## Directions
Examine the entries and show every line in which the word "DispatchIntent" is found.
Extracted information Start Marker
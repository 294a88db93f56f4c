//! Dispatch primitives and the navigation target behind them.

use crate::models::{DispatchIntent, RequestOptions};

/// The navigation subsystem that performs fetch + render.
///
/// Receives resolved intents; everything after this point (network I/O,
/// history, rendering, error handling) belongs to the implementation.
pub trait Navigator {
    fn navigate_to(&self, intent: DispatchIntent);
}

/// The two dispatch primitives the classifier calls.
///
/// Exactly one of these runs per eligible interaction. The default
/// implementation is [`NavigatorDispatcher`], which forwards both to a
/// [`Navigator`]; hosts override either primitive by supplying their own
/// dispatcher.
///
/// [`NavigatorDispatcher`]: crate::adapters::NavigatorDispatcher
pub trait Dispatcher {
    /// Client-side navigation.
    fn visit(&self, url: &str, options: RequestOptions);

    /// Fire-and-forget request without a navigation state change.
    fn remote(&self, url: &str, options: RequestOptions);
}
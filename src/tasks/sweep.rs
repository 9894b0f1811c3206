//! Stale Entry Sweep Task
//!
//! Background task that periodically removes stale entries from both tiers.
//! Reads already evict stale entries lazily; the sweep bounds how long
//! entries nobody reads again keep occupying memory and disk.

use std::sync::Arc;
use std::time::Duration;

use tokio::task::JoinHandle;
use tracing::{debug, info};

use crate::cache::CacheManager;

/// Spawns a background task that periodically purges stale cache entries.
///
/// # Arguments
/// * `cache` - Shared cache manager
/// * `sweep_interval_secs` - Interval in seconds between sweeps
///
/// # Returns
/// A JoinHandle for the spawned task, which can be used to abort the task
/// during shutdown.
///
/// # Example
/// ```ignore
/// let cache = Arc::new(CacheManager::with_backend(backend));
/// let sweep_handle = spawn_sweep_task(cache.clone(), 60);
/// // Later, during shutdown:
/// sweep_handle.abort();
/// ```
pub fn spawn_sweep_task(cache: Arc<CacheManager>, sweep_interval_secs: u64) -> JoinHandle<()> {
    spawn_sweep_task_every(cache, Duration::from_secs(sweep_interval_secs))
}

pub(crate) fn spawn_sweep_task_every(
    cache: Arc<CacheManager>,
    interval: Duration,
) -> JoinHandle<()> {
    tokio::spawn(async move {
        info!(
            interval_ms = interval.as_millis() as u64,
            "Starting stale cache sweep task"
        );

        loop {
            tokio::time::sleep(interval).await;

            let removed = cache.purge_expired().await;

            if removed > 0 {
                info!("Cache sweep: removed {} stale entries", removed);
            } else {
                debug!("Cache sweep: no stale entries found");
            }
        }
    })
}

#[cfg(test)]
mod tests {
    use super::*;
    use crate::storage::InMemoryKeyValueStore;

    fn cache() -> (Arc<InMemoryKeyValueStore>, Arc<CacheManager>) {
        let backend = Arc::new(InMemoryKeyValueStore::new());
        let cache = Arc::new(CacheManager::with_backend(backend.clone()));
        (backend, cache)
    }

    #[tokio::test]
    async fn test_sweep_task_removes_stale_entries() {
        let (backend, cache) = cache();
        cache.set("expire_soon", "value", Some(20)).await;

        let handle = spawn_sweep_task_every(cache.clone(), Duration::from_millis(50));

        tokio::time::sleep(Duration::from_millis(200)).await;

        let stats = cache.stats().await;
        assert_eq!(stats.memory_count, 0, "Stale memory entry should be swept");
        assert_eq!(stats.persistent_count, 0, "Stale persisted entry should be swept");
        assert!(backend.is_empty());

        handle.abort();
    }

    #[tokio::test]
    async fn test_sweep_task_preserves_valid_entries() {
        let (_, cache) = cache();
        cache.set("long_lived", "value", Some(60_000)).await;

        let handle = spawn_sweep_task_every(cache.clone(), Duration::from_millis(50));

        tokio::time::sleep(Duration::from_millis(150)).await;

        assert_eq!(
            cache.get::<String>("long_lived").await,
            Some("value".to_string())
        );

        handle.abort();
    }

    #[tokio::test]
    async fn test_sweep_task_can_be_aborted() {
        let (_, cache) = cache();

        let handle = spawn_sweep_task(cache, 1);

        handle.abort();

        tokio::time::sleep(Duration::from_millis(100)).await;
        assert!(handle.is_finished(), "Task should be finished after abort");
    }
}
Extracted information End Marker
## Response to the task
use crate::models::{DispatchIntent, RequestOptions};
    fn navigate_to(&self, intent: DispatchIntent);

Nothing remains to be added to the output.